◆ **What the task asks**: Every line in the data below from the one containing "filename crates/core/src/version.rs" down to the one containing "fn parse_components(raw: &str, fill: u32)", both included, must be retyped exactly; no other line is to appear.

* * * *

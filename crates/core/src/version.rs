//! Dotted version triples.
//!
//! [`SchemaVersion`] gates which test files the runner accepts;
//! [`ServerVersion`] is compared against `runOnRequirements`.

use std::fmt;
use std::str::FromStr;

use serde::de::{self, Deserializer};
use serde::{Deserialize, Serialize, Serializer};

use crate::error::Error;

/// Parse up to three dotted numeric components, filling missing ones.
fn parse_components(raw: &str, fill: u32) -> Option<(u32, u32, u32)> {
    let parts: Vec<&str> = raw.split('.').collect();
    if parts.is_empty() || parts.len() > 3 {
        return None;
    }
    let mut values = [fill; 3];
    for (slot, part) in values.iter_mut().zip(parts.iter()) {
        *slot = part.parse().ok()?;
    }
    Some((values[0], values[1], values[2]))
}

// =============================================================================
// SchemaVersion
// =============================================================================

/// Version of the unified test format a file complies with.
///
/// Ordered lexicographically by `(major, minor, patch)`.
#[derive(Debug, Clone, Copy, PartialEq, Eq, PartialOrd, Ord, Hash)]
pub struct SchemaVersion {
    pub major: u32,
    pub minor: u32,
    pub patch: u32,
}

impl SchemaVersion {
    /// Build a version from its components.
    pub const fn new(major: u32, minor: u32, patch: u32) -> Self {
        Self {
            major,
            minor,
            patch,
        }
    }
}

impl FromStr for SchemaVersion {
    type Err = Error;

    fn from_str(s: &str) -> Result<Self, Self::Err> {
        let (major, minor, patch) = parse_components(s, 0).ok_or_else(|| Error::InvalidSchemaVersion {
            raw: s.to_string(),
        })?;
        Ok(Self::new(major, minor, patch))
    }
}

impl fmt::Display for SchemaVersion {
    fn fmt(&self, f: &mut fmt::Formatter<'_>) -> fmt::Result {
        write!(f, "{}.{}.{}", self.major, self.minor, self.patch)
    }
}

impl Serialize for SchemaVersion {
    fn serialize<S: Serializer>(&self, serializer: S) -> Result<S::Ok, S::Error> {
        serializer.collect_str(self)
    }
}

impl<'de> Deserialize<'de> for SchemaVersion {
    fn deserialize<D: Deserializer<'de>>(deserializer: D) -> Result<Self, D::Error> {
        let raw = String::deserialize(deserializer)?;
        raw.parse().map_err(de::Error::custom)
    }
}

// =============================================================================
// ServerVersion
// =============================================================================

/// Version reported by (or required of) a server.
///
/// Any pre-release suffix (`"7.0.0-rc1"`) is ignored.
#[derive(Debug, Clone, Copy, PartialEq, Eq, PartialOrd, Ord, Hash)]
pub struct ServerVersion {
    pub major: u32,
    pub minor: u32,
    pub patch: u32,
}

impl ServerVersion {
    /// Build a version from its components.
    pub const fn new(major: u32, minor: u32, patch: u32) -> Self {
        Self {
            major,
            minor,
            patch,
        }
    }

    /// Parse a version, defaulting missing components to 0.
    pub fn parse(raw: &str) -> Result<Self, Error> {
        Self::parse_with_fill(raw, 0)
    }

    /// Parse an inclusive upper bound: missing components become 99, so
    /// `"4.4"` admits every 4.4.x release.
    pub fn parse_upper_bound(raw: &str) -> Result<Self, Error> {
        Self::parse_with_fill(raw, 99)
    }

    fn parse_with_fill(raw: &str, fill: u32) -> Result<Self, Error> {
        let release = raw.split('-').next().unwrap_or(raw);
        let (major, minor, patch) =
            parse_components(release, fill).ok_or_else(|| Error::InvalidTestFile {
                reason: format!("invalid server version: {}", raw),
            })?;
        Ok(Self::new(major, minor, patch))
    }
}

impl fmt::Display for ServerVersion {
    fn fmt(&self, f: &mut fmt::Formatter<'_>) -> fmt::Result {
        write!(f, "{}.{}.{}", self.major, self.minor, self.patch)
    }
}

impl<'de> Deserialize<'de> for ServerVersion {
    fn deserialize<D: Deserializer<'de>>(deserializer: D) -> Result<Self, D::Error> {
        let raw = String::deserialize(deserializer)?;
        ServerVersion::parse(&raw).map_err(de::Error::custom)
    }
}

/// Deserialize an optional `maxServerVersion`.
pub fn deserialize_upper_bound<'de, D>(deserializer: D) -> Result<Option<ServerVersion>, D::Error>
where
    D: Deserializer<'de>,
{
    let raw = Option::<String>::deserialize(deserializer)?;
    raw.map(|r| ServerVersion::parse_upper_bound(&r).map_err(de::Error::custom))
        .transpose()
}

* * * *

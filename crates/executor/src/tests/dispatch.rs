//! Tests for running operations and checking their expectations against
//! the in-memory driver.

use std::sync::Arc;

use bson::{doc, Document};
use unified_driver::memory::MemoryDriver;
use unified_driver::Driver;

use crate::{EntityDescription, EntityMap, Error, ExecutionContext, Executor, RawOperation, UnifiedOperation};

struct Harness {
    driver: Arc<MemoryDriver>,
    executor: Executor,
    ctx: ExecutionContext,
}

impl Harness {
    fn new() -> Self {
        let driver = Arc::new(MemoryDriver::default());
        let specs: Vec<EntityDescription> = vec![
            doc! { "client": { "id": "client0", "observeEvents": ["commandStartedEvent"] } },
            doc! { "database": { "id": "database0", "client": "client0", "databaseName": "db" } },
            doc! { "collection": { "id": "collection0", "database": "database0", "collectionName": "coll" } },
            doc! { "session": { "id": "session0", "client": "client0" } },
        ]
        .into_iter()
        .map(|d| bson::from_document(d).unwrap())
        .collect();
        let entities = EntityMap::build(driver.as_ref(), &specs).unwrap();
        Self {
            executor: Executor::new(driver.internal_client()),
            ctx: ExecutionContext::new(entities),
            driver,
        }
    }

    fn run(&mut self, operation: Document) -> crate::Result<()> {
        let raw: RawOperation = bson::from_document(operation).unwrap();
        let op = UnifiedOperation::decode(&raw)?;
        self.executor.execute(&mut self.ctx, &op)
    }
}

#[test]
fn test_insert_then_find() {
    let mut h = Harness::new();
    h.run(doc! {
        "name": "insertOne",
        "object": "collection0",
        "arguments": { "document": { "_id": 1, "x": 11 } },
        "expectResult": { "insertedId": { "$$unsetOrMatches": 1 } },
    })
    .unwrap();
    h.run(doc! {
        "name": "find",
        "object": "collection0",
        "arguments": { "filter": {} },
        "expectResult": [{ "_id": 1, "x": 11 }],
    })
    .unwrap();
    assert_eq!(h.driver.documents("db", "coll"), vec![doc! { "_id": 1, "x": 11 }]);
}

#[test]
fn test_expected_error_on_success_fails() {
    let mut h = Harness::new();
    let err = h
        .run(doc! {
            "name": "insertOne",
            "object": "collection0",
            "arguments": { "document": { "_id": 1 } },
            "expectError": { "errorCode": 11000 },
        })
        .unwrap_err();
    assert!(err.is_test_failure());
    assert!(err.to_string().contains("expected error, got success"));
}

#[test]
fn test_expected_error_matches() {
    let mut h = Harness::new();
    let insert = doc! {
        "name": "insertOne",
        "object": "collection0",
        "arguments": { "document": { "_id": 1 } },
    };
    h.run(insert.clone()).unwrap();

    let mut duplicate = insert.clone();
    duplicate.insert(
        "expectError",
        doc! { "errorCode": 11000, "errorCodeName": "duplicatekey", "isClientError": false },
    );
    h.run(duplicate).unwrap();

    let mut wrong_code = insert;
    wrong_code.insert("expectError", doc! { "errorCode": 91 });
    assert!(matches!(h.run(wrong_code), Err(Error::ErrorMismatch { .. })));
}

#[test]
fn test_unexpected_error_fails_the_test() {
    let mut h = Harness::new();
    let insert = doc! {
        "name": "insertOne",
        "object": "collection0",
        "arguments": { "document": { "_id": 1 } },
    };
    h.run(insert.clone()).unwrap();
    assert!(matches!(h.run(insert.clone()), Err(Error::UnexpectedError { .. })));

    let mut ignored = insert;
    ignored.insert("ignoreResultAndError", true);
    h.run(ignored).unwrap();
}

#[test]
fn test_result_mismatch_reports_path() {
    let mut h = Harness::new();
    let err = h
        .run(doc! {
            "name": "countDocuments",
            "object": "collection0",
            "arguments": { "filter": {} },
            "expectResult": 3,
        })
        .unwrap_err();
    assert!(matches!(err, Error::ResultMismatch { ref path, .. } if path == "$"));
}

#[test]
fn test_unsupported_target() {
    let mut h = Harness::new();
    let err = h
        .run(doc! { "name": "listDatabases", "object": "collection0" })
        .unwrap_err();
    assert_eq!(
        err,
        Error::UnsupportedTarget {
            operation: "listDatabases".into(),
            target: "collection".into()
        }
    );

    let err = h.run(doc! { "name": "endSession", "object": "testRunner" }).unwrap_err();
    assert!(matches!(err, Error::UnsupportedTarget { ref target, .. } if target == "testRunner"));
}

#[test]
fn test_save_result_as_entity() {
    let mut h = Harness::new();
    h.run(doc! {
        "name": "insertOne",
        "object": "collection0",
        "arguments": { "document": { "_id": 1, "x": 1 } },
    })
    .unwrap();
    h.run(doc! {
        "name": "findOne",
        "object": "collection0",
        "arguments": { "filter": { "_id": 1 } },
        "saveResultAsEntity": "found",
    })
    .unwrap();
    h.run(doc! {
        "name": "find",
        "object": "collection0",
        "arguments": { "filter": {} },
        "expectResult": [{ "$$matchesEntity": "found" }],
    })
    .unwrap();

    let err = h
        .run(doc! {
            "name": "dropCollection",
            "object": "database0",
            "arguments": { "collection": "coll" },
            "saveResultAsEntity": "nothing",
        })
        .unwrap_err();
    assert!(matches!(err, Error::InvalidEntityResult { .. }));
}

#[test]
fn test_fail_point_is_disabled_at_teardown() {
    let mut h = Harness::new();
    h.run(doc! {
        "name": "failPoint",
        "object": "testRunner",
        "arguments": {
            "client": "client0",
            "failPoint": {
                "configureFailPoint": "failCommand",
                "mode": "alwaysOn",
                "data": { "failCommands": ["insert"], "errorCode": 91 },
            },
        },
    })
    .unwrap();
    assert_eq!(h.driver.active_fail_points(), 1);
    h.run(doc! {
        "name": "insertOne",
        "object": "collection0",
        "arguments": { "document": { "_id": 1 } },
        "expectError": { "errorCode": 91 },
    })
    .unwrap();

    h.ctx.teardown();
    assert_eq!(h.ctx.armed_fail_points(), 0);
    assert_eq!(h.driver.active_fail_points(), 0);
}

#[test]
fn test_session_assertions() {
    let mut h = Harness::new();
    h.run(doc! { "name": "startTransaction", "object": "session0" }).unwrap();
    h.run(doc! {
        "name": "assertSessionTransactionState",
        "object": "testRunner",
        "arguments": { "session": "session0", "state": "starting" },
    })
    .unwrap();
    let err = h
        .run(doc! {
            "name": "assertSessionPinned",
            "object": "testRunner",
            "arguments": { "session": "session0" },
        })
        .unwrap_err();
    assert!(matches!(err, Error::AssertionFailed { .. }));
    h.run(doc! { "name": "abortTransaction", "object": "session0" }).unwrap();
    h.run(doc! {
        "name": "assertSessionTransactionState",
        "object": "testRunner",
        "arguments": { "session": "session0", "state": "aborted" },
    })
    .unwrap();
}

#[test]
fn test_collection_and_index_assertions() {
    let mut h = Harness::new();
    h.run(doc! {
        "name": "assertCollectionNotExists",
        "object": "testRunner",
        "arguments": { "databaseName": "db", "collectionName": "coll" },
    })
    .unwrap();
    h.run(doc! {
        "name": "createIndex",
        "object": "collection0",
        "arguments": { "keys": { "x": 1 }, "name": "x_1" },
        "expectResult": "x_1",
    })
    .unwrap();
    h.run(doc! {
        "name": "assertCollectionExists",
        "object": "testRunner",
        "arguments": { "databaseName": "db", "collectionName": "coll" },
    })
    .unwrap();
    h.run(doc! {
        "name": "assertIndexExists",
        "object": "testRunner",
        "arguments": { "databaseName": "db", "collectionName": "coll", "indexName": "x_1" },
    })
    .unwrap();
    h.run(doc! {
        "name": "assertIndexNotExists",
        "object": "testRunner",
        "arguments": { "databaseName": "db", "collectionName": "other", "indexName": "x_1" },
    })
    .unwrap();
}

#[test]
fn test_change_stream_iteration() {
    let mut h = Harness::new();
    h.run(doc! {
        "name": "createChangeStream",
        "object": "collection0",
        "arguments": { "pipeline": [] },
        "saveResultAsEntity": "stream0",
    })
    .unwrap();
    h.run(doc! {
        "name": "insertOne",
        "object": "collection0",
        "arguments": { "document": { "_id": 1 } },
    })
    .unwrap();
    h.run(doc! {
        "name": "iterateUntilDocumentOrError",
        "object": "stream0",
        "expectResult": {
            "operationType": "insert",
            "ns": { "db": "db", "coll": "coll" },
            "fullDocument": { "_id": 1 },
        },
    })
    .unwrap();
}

* * * *

◆ **Answer to the exercise**:
filename crates/core/src/version.rs
//! Dotted version triples.
//!
//! [`SchemaVersion`] gates which test files the runner accepts;
//! [`ServerVersion`] is compared against `runOnRequirements`.

use std::fmt;
use std::str::FromStr;

use serde::de::{self, Deserializer};
use serde::{Deserialize, Serialize, Serializer};

use crate::error::Error;

/// Parse up to three dotted numeric components, filling missing ones.
fn parse_components(raw: &str, fill: u32) -> Option<(u32, u32, u32)> {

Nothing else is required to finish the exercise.